Akin to black pudding, morcilla is a very rich, northern Spanish blood sausage and a firmly established feature of Iberian cuisine. Made from pig’s meat and fresh blood, they are often flavoured with onion, garlic, cinnamon and cloves. All blood sausages are boiled before being hung to dry, and are then sometimes smoked. They are often added to stews, casseroles and stuffings. Blood sausage, along with chorizo, is the main ingredient of many stews, such the Castilian cocido.

Sherry vinegar – Originally a by-product of Spain’s sherry industry, today it is made from the finest sherry. With its own D.O designation, the production and quality of vinaigre de Jerez is carefully monitored and follows an age-old method. During the fermentation stage, acetic acid bacteria (the major acid in all vinegar) transform the wine into vinegar. It is then matured using the solera method – the ageing process also employed in sherry production – whereby vinegars from different vintages are gradually mixed. The American oak barrels which originally house sherry combine with this unique method of production to create a golden hue, wonderful depth of flavour and a soft quality.

Standard sherry vinegar must undergo ageing for a minimum of six months and have a minimum of seven degrees of acidity.

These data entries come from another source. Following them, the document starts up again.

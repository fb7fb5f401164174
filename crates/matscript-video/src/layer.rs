//! Texture layers bind a texture into a material's pipeline slot.

use crate::types::{MappingGeneration, TextureEnvironment};

/// Kind-specific part of a texture layer.
#[derive(Debug, Clone, PartialEq)]
pub enum LayerKind {
    /// Plain layer with only the common settings
    Base,
    /// Fixed-function layer
    Standard {
        environment: TextureEnvironment,
        mapping: MappingGeneration,
    },
    /// Relief (parallax occlusion) mapping layer
    Relief {
        relief_enabled: bool,
        height_map_scale: f32,
        view_range: f32,
        min_samples: i32,
        max_samples: i32,
    },
}

impl LayerKind {
    /// Resolves a layer type name (`base`, `standard`, `relief`) to its default settings.
    pub fn from_keyword(name: &str) -> Option<Self> {
        match name {
            "base" => Some(LayerKind::Base),
            "standard" => Some(LayerKind::Standard {
                environment: TextureEnvironment::Modulate,
                mapping: MappingGeneration::Disable,
            }),
            "relief" => Some(LayerKind::Relief {
                relief_enabled: true,
                height_map_scale: 0.015,
                view_range: 2.0,
                min_samples: 0,
                max_samples: 50,
            }),
            _ => None,
        }
    }

    pub fn name(&self) -> &'static str {
        match self {
            LayerKind::Base => "base",
            LayerKind::Standard { .. } => "standard",
            LayerKind::Relief { .. } => "relief",
        }
    }
}

#[derive(Debug, Clone, PartialEq)]
pub struct TextureLayer {
    /// Name of the bound texture, if any
    pub texture: Option<String>,
    pub enabled: bool,
    pub visible_mask: u32,
    pub index: u8,
    pub kind: LayerKind,
}

impl TextureLayer {
    pub fn new(kind: LayerKind) -> Self {
        Self {
            texture: None,
            enabled: true,
            visible_mask: u32::MAX,
            index: 0,
            kind,
        }
    }
}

Vinagre de Jerez Reserva has a minimum of 2 years ageing in wood while Vinagre de Jerez Gran Reserva has a minimum of 10 years ageing in wood. The style of sherry vinegar depends mainly on the grape variety used to produce the wine it is made from. Palomino is the most common grape varietal and the vinegar is often produced from a younger wine. Vinegar from Pedro Ximénez grapes are often, like the wines, very sweet and have a sweet raisin nose. Small amounts of sherry vinegar are produced from the Moscatel grape.

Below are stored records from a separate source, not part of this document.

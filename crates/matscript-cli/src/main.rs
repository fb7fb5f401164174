mod common;

use std::fs;
use std::path::PathBuf;
use std::process;

use clap::{Parser, ValueEnum};
use owo_colors::OwoColorize;
use simplelog::{ColorChoice, ConfigBuilder, LevelFilter, TermLogger, TerminalMode};

use matscript_reader::{ReaderOptions, ScriptReader};
use matscript_video::{Backend, HeadlessRenderSystem};

use common::{plural, render_error};

/// Environment variable consulted when `--backend` is not given.
const BACKEND_VAR: &str = "MATSCRIPT_BACKEND";

#[derive(Debug, Clone, Copy, PartialEq, Eq, ValueEnum)]
enum BackendArg {
    Glsl,
    GlslEs,
    Hlsl3,
    Hlsl5,
    None,
}

impl From<BackendArg> for Backend {
    fn from(arg: BackendArg) -> Self {
        match arg {
            BackendArg::Glsl => Backend::OpenGl,
            BackendArg::GlslEs => Backend::OpenGlEs2,
            BackendArg::Hlsl3 => Backend::Direct3D9,
            BackendArg::Hlsl5 => Backend::Direct3D11,
            BackendArg::None => Backend::None,
        }
    }
}

#[derive(Parser, Debug)]
#[command(name = "matscript", version, about = "Load a material script and list what it declares")]
struct Cli {
    /// Material script to load
    script: PathBuf,

    /// Shader dialect of the render system. Falls back to $MATSCRIPT_BACKEND, then glsl.
    #[arg(short = 'b', long = "backend", value_enum)]
    backend: Option<BackendArg>,

    /// Pretend the render system has no shader support
    #[arg(long = "no-shaders", default_value_t = false)]
    no_shaders: bool,

    /// Predefine a variable. Values that parse as numbers become number variables.
    #[arg(short = 'D', long = "define", value_name = "NAME=VALUE", value_parser = parse_define)]
    defines: Vec<(String, String)>,

    /// Value of @workingDir (default: current directory)
    #[arg(long = "working-dir")]
    working_dir: Option<String>,

    /// Show info diagnostics too
    #[arg(short, long, conflicts_with = "quiet")]
    verbose: bool,

    /// Show errors only
    #[arg(short, long)]
    quiet: bool,
}

fn parse_define(s: &str) -> Result<(String, String), String> {
    match s.split_once('=') {
        Some((name, value)) if !name.is_empty() => Ok((name.to_string(), value.to_string())),
        _ => Err(format!("expected NAME=VALUE, got '{}'", s)),
    }
}

fn resolve_backend(arg: Option<BackendArg>) -> Result<Backend, String> {
    if let Some(b) = arg {
        return Ok(b.into());
    }
    match std::env::var(BACKEND_VAR) {
        Ok(value) => <BackendArg as ValueEnum>::from_str(&value, true)
            .map(Backend::from)
            .map_err(|_| format!("Unknown backend '{}' in {}", value, BACKEND_VAR)),
        Err(_) => Ok(Backend::OpenGl),
    }
}

fn setup_log_verbosity(cli: &Cli) {
    let level_filter = if cli.quiet {
        LevelFilter::Error
    } else if cli.verbose {
        LevelFilter::Info
    } else {
        LevelFilter::Warn
    };
    let logger_conf = ConfigBuilder::new()
        .set_time_level(LevelFilter::Off)
        .set_target_level(LevelFilter::Off)
        .set_location_level(LevelFilter::Off)
        .build();
    // only fails if a logger is already installed
    let _ = TermLogger::init(level_filter, logger_conf, TerminalMode::Stderr, ColorChoice::Auto);
}

fn fail(msg: String) -> ! {
    eprintln!("{}: {}", "error".red().bold(), msg.red());
    process::exit(1);
}

fn print_resources(reader: &ScriptReader<HeadlessRenderSystem>) {
    for (name, _) in reader.materials().iter() {
        println!("{} \"{}\"", "material".green(), name);
    }
    for (name, class) in reader.shaders().iter() {
        let state = if class.compiled { "compiled" } else { "not compiled" };
        println!(
            "{} \"{}\": {}, {}",
            "shader".green(),
            name,
            plural(class.stages.len(), "stage"),
            state
        );
    }
    for (name, format) in reader.vertex_formats().iter() {
        println!(
            "{} \"{}\": {}",
            "vertex format".green(),
            name,
            plural(format.len(), "attribute")
        );
    }
    for (name, texture) in reader.textures().iter() {
        let origin = match &texture.source {
            Some(path) => format!("loaded from \"{}\"", path),
            None => format!("created {}x{}", texture.flags.width, texture.flags.height),
        };
        let target = if texture.render_target { ", render target" } else { "" };
        println!("{} \"{}\": {}{}", "texture".green(), name, origin, target);
    }
    for (name, layer) in reader.texture_layers().iter() {
        let bound = match &layer.texture {
            Some(texture) => format!("texture \"{}\"", texture),
            None => "no texture".to_string(),
        };
        println!(
            "{} \"{}\": {}, {}",
            "texture layer".green(),
            name,
            layer.kind.name(),
            bound
        );
    }
}

fn main() {
    let cli = Cli::parse();
    setup_log_verbosity(&cli);

    let backend = resolve_backend(cli.backend).unwrap_or_else(|msg| fail(msg));
    log::info!("Render system backend: {:?}", backend);

    if !cli.script.exists() {
        fail(format!("File not found: {}", cli.script.display()));
    }
    let src = match fs::read_to_string(&cli.script) {
        Ok(s) => s,
        Err(e) => fail(format!("Failed to read {}: {}", cli.script.display(), e)),
    };

    let mut render_system = HeadlessRenderSystem::new(backend);
    if cli.no_shaders {
        render_system = render_system.without_shader_support();
    }
    let options = cli
        .working_dir
        .clone()
        .map(ReaderOptions::new)
        .unwrap_or_default();
    let mut reader = ScriptReader::with_options(render_system, options);

    for (name, value) in &cli.defines {
        let defined = match value.parse::<f64>() {
            Ok(number) => reader.define_number(name, number),
            Err(_) => reader.define_string(name, value),
        };
        if !defined {
            fail(format!("Variable \"{}\" is defined more than once", name));
        }
    }

    log::info!("Load material script: \"{}\"", cli.script.display());
    if let Err(e) = reader.read_source(&src) {
        render_error("Script error", &src, &e);
        process::exit(1);
    }

    print_resources(&reader);
}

Smoked paprika – The vibrant red and smoky flavoured Spanish paprika or pimentón was originally an import. The paprika pepper was originally brought to Spain from the Americas by Christopher Columbus. Today the finest and most famous paprika powder in Spain, pimentón de La Vera, is produced in the northern part of Extremadura. In this fertile region various types of pepper are cultivated, each with varying degrees of spiciness. As a result, Pimentón de La Vera is found in three different varieties: the milder, sweet paprika pimentón dulce, medium-hot, bittersweet pimentón agridulce and the fiery-red, hot pimentón picante. Once harvested, the peppers are smoked for around two weeks over oak which gives the characteristic flavour, and are turned by hand daily. Once dried, they are sent to one of the small paprika mills in the region where they are stone-ground to preserve the flavour and colour. Pimentón is perhaps most noticeably used in chorizo but its delicious flavour and colour enhances a variety of Mediterranean-style dishes. Paprika can be stored for up to two years. The smoked paprika from La Vera was the world’s first pepper spice to be given a D.O. status.

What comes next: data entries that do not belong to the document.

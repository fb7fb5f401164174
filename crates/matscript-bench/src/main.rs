use std::collections::HashSet;
use std::fs;
use std::path::{Path, PathBuf};
use std::process;
use std::time::{Duration, Instant};

use clap::{ArgAction, Parser};
use owo_colors::OwoColorize;
use serde::Serialize;

use matscript_lexer::{validate_brackets, Scanner};
use matscript_reader::{Level, ReaderOptions, ScriptReader};
use matscript_video::{Backend, HeadlessRenderSystem};

#[derive(Parser, Debug)]
#[command(name = "matscript-bench", about = "Time material script loading")]
struct Cli {
    /// Specific script(s) to run (by file stem, e.g. scene). If omitted, runs all discovered scripts.
    #[arg(short = 't', long = "test", action = ArgAction::Append)]
    tests: Vec<String>,

    /// Iterations per script (measured)
    #[arg(short = 'n', long = "iterations", default_value_t = 50)]
    iterations: u32,

    /// Warmup iterations (not measured)
    #[arg(short = 'w', long = "warmup", default_value_t = 5)]
    warmup: u32,

    /// Output JSON file path; default: benchmark/results/<timestamp>.json
    #[arg(short = 'o', long = "output")]
    output: Option<PathBuf>,

    /// Include the scripts/ directory in discovery
    #[arg(long = "include-scripts", default_value_t = false)]
    include_scripts: bool,

    /// List discovered scripts and exit
    #[arg(long = "list", default_value_t = false)]
    list: bool,
}

#[derive(Debug, Serialize)]
struct BenchResult {
    name: String,
    iterations: u32,
    tokens: usize,
    resources: usize,
    warnings: usize,
    avg_total_ms: f64,
    min_total_ms: f64,
    max_total_ms: f64,
    avg_scan_ms: f64,
    /// Bracket validation alone; the load phase validates again
    avg_validate_ms: f64,
    /// Reading the scanned tokens, validation included
    avg_load_ms: f64,
}

#[derive(Debug, Serialize)]
struct OutputDoc {
    timestamp: String,
    matscript_version: String,
    benchmarks: Vec<BenchResult>,
}

#[derive(Debug, Clone)]
struct ScriptCase {
    name: String,
    path: PathBuf,
}

/// Per-iteration timings in milliseconds. A total is scan plus load.
#[derive(Debug, Default)]
struct Samples {
    totals: Vec<f64>,
    scans: Vec<f64>,
    validations: Vec<f64>,
    loads: Vec<f64>,
}

/// What one load of a script produced.
#[derive(Debug)]
struct LoadStats {
    tokens: usize,
    resources: usize,
    warnings: usize,
}

fn workspace_root() -> PathBuf {
    // crates/matscript-bench -> crates -> root
    let manifest_dir = PathBuf::from(env!("CARGO_MANIFEST_DIR"));
    manifest_dir
        .parent()
        .and_then(Path::parent)
        .map(Path::to_path_buf)
        .unwrap_or(manifest_dir)
}

fn discover_scripts(include_scripts: bool) -> Vec<ScriptCase> {
    let root = workspace_root();
    let mut out = Vec::new();

    let mut candidates = vec![root.join("benchmark/scripts")];
    if include_scripts {
        candidates.push(root.join("scripts"));
    }

    for dir in candidates {
        let Ok(entries) = fs::read_dir(&dir) else {
            continue;
        };
        for e in entries.flatten() {
            let p = e.path();
            if p.extension().and_then(|s| s.to_str()) == Some("material") {
                let name = p.file_stem().and_then(|s| s.to_str()).unwrap_or("").to_string();
                out.push(ScriptCase { name, path: p });
            }
        }
    }

    out.sort_by(|a, b| a.name.cmp(&b.name));
    out
}

type BenchReader = ScriptReader<HeadlessRenderSystem>;

fn new_reader() -> BenchReader {
    ScriptReader::with_options(HeadlessRenderSystem::new(Backend::OpenGl), ReaderOptions::new("/"))
}

fn load_stats(reader: &BenchReader, tokens: usize) -> LoadStats {
    LoadStats {
        tokens,
        resources: reader.materials().len()
            + reader.shaders().len()
            + reader.vertex_formats().len()
            + reader.textures().len()
            + reader.texture_layers().len(),
        warnings: reader.diagnostics().iter_level(Level::Warning).count(),
    }
}

fn measure_script(src: &str, iterations: u32, warmup: u32) -> Result<(Samples, LoadStats), String> {
    let mut reader = new_reader();
    for _ in 0..warmup {
        reader.read_source(src).map_err(|e| e.to_string())?;
    }

    let mut samples = Samples::default();
    let mut token_count = 0;
    for _ in 0..iterations {
        let mut t = Instant::now();
        let tokens = Scanner::new(src).tokenize().map_err(|e| e.to_string())?;
        let t_scan = t.elapsed();
        token_count = tokens.len();

        t = Instant::now();
        validate_brackets(&tokens).map_err(|e| e.to_string())?;
        let t_validate = t.elapsed();

        t = Instant::now();
        reader.read_tokens(tokens).map_err(|e| e.to_string())?;
        let t_load = t.elapsed();

        samples.totals.push(dur_ms(t_scan + t_load));
        samples.scans.push(dur_ms(t_scan));
        samples.validations.push(dur_ms(t_validate));
        samples.loads.push(dur_ms(t_load));
    }

    if iterations == 0 {
        let tokens = Scanner::new(src).tokenize().map_err(|e| e.to_string())?;
        token_count = tokens.len();
        reader.read_tokens(tokens).map_err(|e| e.to_string())?;
    }
    Ok((samples, load_stats(&reader, token_count)))
}

fn dur_ms(d: Duration) -> f64 {
    d.as_secs_f64() * 1000.0
}

fn stats(vals: &[f64]) -> (f64, f64, f64) {
    if vals.is_empty() {
        return (0.0, 0.0, 0.0);
    }
    let min = vals.iter().cloned().fold(f64::INFINITY, f64::min);
    let max = vals.iter().cloned().fold(f64::NEG_INFINITY, f64::max);
    let avg = vals.iter().sum::<f64>() / (vals.len() as f64);
    (avg, min, max)
}

fn fail(code: i32, msg: String) -> ! {
    eprintln!("{}: {}", "error".red().bold(), msg.red());
    process::exit(code);
}

fn write_report(path: &Path, doc: &OutputDoc) -> Result<(), String> {
    if let Some(parent) = path.parent() {
        fs::create_dir_all(parent).map_err(|e| format!("Failed to create {}: {}", parent.display(), e))?;
    }
    let json = serde_json::to_string_pretty(doc).map_err(|e| format!("Failed to serialize results: {}", e))?;
    fs::write(path, json).map_err(|e| format!("Failed to write {}: {}", path.display(), e))
}

fn main() {
    let cli = Cli::parse();

    let mut scripts = discover_scripts(cli.include_scripts);

    if cli.list {
        println!("Discovered scripts:");
        for s in &scripts {
            println!("- {} ({})", s.name, s.path.display());
        }
        return;
    }

    if !cli.tests.is_empty() {
        let wanted: HashSet<_> = cli.tests.iter().map(|s| s.to_lowercase()).collect();
        scripts.retain(|s| wanted.contains(&s.name.to_lowercase()));
        if scripts.is_empty() {
            fail(2, "No matching scripts. Use --list to see available.".to_string());
        }
    }

    if scripts.is_empty() {
        fail(2, "No .material scripts found in benchmark/scripts or scripts.".to_string());
    }

    let mut results = Vec::new();

    for case in &scripts {
        let src = fs::read_to_string(&case.path)
            .unwrap_or_else(|e| fail(1, format!("Failed to read {}: {}", case.path.display(), e)));
        let (samples, load) = measure_script(&src, cli.iterations, cli.warmup)
            .unwrap_or_else(|e| fail(1, format!("{}: {}", case.name, e)));

        let (avg_t, min_t, max_t) = stats(&samples.totals);
        let (avg_s, _, _) = stats(&samples.scans);
        let (avg_v, _, _) = stats(&samples.validations);
        let (avg_l, _, _) = stats(&samples.loads);

        println!(
            "{:>12}: total avg={:.3}ms min={:.3}ms max={:.3}ms | scan={:.3}ms validate={:.3}ms load={:.3}ms | {} tokens, {} resources",
            case.name, avg_t, min_t, max_t, avg_s, avg_v, avg_l, load.tokens, load.resources
        );

        results.push(BenchResult {
            name: case.name.clone(),
            iterations: cli.iterations,
            tokens: load.tokens,
            resources: load.resources,
            warnings: load.warnings,
            avg_total_ms: avg_t,
            min_total_ms: min_t,
            max_total_ms: max_t,
            avg_scan_ms: avg_s,
            avg_validate_ms: avg_v,
            avg_load_ms: avg_l,
        });
    }

    let out_path = match cli.output.clone() {
        Some(p) => p,
        None => {
            // Windows-safe filename timestamp
            let ts_file = chrono::Utc::now().format("%Y-%m-%d_%H-%M-%SZ").to_string();
            workspace_root()
                .join("benchmark/results")
                .join(format!("{}.json", ts_file))
        }
    };

    let doc = OutputDoc {
        timestamp: chrono::Utc::now().format("%Y-%m-%dT%H:%M:%SZ").to_string(),
        matscript_version: env!("CARGO_PKG_VERSION").to_string(),
        benchmarks: results,
    };

    if let Err(e) = write_report(&out_path, &doc) {
        fail(1, e);
    }
    println!("\nSaved results to {}", out_path.display());
}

Tinned fish and seafood – The cold waters of the Atlantic are home to a rich variety of fish species of extraordinary quality. Mackerel thrive in this habitat and huge numbers are caught by the Spanish fishing fleet. The distinctive full-flavour of this very oily fish makes tinned mackerel a hugely popular export, particularly in Europe. Octopus is an inexpensive delicacy that is handled very carefully during processing to ensure the meat remains moist and tender. The slow-cooked tentacles of Spanish octopus are often packaged and preserved in extra virgin olive oil. Moist sardines, or pilchardus, from Galicia (on the Atlantic coast of Spain) are particularly valued as they are processed and packed in olive oil on the day they are caught. The Spanish prefer to let sardines mature in the can or jar as long as possible to let the depth of flavour increase. Once opened, they can be served simply with a squeeze of fresh lemon. Canning tuna isn’t considered sacrilege in Spain. The delicious flaky pale flesh of the albacore tuna is savoured for its full flavour and is sold packed in olive oil in tins and jars bearing the Spanish names atun blanco or bonito del norte. The filleted belly flesh, called ventresca, is particularly valued for its subtle taste and firm texture.